____ Data for analysis

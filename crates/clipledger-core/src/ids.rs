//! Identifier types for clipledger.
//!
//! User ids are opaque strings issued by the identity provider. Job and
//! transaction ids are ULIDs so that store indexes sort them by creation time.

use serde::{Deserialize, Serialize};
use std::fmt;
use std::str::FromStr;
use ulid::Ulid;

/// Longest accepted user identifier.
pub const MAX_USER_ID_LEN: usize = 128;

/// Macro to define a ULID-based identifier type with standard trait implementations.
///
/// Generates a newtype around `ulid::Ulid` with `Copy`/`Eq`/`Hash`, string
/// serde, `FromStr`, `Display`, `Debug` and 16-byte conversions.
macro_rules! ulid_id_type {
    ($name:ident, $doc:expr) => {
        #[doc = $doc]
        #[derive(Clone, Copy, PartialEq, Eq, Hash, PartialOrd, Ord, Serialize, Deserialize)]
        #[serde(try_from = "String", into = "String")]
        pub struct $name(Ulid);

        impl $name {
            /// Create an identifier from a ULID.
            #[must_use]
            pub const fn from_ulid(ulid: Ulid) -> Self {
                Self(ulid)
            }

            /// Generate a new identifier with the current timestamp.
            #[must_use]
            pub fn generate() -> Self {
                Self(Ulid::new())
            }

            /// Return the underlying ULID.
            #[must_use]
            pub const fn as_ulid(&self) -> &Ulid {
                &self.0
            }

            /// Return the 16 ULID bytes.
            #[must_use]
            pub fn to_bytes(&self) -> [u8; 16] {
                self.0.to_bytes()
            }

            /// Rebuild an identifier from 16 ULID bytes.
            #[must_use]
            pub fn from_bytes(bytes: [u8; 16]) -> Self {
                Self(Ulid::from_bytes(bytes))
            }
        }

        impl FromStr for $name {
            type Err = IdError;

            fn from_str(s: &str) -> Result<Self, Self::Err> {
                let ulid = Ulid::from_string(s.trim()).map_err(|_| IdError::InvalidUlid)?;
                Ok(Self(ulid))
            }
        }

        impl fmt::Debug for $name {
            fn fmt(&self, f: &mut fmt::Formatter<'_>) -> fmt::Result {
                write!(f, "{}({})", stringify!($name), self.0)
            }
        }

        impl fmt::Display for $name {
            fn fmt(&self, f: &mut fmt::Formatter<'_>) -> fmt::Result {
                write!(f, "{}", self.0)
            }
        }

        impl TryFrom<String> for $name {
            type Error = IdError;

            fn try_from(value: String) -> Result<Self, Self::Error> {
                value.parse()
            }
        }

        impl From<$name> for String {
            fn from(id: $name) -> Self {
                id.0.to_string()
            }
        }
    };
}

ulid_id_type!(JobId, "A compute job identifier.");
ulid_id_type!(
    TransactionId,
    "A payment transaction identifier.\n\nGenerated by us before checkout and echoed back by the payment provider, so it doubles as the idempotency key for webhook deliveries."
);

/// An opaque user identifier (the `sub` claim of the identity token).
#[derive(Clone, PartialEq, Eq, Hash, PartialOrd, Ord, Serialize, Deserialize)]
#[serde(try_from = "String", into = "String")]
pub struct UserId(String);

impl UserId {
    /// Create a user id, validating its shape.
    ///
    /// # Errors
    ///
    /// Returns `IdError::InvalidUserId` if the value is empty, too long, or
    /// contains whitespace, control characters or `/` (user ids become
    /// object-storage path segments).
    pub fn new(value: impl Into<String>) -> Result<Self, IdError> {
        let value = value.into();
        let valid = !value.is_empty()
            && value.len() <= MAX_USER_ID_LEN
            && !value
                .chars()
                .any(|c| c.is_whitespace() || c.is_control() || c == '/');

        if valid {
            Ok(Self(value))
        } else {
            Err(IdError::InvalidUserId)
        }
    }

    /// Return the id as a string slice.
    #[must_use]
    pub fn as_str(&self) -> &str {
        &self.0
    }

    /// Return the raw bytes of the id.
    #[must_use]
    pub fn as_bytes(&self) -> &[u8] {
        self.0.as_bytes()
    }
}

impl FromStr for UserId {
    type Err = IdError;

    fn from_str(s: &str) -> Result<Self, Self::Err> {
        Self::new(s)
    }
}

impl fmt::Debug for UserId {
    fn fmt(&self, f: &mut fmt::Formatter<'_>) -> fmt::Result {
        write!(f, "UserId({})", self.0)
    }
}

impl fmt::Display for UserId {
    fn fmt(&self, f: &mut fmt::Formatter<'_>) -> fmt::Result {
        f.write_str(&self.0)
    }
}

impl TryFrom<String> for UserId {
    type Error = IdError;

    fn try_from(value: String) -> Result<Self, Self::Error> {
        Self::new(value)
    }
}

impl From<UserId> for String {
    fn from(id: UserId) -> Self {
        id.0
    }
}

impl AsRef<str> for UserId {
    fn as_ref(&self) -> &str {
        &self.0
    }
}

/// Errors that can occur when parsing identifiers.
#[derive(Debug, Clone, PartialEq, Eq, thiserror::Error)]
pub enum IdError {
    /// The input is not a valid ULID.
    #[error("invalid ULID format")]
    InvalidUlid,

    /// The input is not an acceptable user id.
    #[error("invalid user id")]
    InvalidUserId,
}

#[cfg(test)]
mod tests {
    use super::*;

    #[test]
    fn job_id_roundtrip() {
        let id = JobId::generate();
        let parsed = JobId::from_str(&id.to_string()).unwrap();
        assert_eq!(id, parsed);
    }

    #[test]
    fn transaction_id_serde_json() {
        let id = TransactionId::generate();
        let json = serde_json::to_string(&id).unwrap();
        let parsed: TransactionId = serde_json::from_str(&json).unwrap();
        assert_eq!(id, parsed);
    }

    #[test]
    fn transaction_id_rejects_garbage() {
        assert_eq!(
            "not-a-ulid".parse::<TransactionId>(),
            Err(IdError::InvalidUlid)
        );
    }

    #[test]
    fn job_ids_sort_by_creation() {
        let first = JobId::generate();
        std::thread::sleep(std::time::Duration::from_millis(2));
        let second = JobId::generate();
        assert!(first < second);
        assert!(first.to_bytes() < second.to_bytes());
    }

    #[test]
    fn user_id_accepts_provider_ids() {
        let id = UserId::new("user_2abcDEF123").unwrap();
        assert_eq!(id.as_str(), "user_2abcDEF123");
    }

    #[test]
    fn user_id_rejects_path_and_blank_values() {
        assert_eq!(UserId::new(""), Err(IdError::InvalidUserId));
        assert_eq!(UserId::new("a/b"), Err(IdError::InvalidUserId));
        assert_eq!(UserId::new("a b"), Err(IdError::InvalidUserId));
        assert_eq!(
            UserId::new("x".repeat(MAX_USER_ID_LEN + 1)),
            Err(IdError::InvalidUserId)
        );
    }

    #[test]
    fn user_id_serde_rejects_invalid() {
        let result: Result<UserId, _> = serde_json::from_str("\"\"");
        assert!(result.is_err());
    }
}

________
____ Data for analysis

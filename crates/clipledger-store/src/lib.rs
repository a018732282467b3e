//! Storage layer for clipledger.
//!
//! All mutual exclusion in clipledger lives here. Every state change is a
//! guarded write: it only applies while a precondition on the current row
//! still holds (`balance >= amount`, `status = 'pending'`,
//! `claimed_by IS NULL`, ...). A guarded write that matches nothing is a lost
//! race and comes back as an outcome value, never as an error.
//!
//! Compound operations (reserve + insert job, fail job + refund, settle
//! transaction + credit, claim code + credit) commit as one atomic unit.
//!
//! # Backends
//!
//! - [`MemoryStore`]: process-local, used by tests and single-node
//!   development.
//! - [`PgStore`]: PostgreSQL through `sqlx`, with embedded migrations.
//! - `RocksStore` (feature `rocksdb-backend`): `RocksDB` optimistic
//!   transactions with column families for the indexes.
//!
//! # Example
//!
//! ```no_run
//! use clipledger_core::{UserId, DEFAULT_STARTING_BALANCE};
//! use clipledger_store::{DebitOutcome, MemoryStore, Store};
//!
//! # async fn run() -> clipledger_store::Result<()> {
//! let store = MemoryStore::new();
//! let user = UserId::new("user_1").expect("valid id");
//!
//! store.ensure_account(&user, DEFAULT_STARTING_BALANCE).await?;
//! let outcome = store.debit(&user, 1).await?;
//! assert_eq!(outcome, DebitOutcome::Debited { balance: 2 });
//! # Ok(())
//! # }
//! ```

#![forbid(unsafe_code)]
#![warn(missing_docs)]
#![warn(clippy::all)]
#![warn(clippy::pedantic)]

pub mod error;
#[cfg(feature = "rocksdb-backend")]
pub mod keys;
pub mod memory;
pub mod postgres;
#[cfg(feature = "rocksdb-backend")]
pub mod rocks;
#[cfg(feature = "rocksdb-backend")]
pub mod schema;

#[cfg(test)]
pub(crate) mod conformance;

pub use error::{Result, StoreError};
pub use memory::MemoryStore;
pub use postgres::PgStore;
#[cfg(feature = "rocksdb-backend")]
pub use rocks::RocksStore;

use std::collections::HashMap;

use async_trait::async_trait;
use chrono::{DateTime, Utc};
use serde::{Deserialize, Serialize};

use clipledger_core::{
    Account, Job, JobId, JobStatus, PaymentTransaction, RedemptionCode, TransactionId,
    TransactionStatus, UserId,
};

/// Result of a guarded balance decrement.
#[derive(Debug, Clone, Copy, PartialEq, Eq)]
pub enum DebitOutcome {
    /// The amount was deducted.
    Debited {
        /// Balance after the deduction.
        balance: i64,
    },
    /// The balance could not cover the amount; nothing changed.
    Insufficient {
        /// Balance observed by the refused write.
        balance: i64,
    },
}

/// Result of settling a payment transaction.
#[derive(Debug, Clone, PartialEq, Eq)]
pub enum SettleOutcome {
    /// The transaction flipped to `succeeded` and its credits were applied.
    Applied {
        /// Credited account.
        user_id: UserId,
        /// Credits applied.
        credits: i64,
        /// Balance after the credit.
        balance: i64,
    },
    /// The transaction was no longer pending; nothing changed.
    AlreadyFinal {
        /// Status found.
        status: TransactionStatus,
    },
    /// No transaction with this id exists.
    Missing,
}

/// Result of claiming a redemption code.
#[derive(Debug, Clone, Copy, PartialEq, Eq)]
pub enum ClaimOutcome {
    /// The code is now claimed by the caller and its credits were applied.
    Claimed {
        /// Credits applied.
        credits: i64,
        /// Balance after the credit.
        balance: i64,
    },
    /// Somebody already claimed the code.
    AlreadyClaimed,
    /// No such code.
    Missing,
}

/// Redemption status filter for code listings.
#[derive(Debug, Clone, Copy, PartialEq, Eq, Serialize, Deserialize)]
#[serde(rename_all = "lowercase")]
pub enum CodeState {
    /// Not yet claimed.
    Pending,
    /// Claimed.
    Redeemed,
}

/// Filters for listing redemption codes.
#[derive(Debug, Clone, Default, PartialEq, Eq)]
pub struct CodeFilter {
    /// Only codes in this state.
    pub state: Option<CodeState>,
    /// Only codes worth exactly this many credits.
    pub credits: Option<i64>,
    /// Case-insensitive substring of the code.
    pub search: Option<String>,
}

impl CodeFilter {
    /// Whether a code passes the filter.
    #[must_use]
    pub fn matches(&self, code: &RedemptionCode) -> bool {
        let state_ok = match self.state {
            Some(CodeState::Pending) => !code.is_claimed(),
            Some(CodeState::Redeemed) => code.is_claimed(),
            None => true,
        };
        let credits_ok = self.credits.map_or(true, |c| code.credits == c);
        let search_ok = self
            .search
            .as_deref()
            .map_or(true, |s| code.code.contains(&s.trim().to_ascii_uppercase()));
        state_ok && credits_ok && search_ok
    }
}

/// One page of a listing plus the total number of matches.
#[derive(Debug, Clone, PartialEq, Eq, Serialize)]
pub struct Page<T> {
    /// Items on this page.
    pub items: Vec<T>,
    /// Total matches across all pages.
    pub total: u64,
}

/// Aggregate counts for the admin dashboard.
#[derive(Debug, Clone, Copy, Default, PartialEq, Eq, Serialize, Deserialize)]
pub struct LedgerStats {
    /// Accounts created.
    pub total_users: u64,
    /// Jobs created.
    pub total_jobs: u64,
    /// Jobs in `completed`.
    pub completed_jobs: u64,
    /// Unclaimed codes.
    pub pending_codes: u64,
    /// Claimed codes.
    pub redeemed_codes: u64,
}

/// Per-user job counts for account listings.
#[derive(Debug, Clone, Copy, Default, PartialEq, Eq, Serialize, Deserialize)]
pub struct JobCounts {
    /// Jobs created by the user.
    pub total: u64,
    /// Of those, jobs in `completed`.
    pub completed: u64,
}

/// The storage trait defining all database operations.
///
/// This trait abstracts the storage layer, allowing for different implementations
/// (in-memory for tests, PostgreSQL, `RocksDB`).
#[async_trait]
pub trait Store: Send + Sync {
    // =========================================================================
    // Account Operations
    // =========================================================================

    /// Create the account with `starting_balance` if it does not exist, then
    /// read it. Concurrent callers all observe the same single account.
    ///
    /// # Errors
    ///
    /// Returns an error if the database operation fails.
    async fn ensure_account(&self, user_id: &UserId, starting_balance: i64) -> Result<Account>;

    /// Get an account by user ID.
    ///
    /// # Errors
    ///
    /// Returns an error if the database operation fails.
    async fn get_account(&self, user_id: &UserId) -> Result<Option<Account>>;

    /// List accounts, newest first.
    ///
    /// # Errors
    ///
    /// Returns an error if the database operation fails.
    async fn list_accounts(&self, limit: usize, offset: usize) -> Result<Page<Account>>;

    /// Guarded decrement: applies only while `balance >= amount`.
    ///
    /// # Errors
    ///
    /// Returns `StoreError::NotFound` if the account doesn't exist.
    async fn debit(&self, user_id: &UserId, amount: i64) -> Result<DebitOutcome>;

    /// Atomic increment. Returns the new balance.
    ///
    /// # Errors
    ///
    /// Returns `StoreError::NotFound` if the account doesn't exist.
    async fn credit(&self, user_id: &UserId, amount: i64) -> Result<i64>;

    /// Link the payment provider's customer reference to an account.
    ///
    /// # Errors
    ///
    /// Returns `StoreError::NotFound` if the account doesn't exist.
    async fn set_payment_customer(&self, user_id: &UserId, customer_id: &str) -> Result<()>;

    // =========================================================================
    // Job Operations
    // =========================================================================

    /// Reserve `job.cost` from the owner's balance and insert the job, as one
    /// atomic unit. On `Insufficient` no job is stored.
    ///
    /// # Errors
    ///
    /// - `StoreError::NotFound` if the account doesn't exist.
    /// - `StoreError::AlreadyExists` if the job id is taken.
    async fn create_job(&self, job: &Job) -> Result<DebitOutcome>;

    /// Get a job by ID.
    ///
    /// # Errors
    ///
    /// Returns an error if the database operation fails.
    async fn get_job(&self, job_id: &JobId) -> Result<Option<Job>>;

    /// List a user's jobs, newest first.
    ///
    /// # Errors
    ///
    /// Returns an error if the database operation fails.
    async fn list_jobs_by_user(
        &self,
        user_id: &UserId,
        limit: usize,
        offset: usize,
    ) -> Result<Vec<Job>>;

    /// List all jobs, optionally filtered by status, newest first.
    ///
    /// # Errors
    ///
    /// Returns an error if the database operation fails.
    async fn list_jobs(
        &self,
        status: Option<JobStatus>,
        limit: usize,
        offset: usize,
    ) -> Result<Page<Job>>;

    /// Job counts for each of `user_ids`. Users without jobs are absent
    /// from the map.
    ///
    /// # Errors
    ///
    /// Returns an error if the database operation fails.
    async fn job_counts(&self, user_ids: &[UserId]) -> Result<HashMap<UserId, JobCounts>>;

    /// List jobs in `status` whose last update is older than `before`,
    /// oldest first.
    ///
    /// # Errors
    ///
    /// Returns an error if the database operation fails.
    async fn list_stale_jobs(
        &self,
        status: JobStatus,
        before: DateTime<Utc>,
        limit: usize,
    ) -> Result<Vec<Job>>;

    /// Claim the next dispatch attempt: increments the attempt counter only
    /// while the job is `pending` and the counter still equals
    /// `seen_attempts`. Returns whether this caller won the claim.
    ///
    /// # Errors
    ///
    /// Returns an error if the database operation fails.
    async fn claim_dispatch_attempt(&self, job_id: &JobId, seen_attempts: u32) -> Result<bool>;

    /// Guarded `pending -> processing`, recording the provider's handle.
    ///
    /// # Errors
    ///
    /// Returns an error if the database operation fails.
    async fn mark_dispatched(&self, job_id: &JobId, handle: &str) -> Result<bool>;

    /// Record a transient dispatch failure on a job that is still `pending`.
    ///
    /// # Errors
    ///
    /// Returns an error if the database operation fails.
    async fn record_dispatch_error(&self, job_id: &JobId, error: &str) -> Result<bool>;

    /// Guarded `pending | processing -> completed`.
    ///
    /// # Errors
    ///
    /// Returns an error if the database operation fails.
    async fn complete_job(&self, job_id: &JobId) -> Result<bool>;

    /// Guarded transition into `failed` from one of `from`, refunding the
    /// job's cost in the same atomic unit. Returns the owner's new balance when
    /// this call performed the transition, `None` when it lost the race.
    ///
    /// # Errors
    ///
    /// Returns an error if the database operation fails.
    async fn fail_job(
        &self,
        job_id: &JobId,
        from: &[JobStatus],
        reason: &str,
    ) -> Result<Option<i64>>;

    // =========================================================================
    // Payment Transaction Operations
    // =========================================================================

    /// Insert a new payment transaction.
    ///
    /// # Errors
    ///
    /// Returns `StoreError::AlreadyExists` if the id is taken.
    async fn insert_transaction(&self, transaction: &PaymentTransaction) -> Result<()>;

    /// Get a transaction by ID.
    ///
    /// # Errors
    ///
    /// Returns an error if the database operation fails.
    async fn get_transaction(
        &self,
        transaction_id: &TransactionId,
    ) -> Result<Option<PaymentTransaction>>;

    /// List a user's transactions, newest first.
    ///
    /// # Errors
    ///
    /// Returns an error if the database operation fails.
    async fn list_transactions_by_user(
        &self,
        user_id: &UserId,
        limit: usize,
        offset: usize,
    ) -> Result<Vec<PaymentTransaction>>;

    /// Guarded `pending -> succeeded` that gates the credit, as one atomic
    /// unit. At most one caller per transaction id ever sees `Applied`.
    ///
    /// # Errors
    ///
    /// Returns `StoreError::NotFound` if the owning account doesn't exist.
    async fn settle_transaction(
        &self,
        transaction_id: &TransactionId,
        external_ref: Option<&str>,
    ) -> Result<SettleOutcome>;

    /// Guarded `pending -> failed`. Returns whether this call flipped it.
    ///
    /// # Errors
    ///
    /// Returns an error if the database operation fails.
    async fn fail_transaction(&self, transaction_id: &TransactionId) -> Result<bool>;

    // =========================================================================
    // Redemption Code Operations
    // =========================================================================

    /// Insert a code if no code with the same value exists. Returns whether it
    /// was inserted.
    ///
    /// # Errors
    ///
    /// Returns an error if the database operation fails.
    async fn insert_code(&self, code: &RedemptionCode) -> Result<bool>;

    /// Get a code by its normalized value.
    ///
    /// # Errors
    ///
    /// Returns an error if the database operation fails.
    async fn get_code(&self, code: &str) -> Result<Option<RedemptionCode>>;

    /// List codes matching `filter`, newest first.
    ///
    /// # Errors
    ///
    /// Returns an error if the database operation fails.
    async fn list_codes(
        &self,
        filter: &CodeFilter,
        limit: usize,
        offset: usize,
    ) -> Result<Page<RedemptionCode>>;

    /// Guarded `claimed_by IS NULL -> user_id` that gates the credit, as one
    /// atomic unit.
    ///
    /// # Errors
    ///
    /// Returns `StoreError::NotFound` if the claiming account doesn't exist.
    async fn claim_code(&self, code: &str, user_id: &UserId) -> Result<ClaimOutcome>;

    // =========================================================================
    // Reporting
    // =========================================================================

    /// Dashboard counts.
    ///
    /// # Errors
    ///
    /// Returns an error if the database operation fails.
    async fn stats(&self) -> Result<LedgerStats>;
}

________

What is required = Using the records above, copy word for word the line with "passes the filter.", the line with "on this page.", and every line between them.

Reply to the task =
    /// Whether a code passes the filter.
    #[must_use]
    pub fn matches(&self, code: &RedemptionCode) -> bool {
        let state_ok = match self.state {
            Some(CodeState::Pending) => !code.is_claimed(),
            Some(CodeState::Redeemed) => code.is_claimed(),
            None => true,
        };
        let credits_ok = self.credits.map_or(true, |c| code.credits == c);
        let search_ok = self
            .search
            .as_deref()
            .map_or(true, |s| code.code.contains(&s.trim().to_ascii_uppercase()));
        state_ok && credits_ok && search_ok
    }
}

/// One page of a listing plus the total number of matches.
#[derive(Debug, Clone, PartialEq, Eq, Serialize)]
pub struct Page<T> {
    /// Items on this page.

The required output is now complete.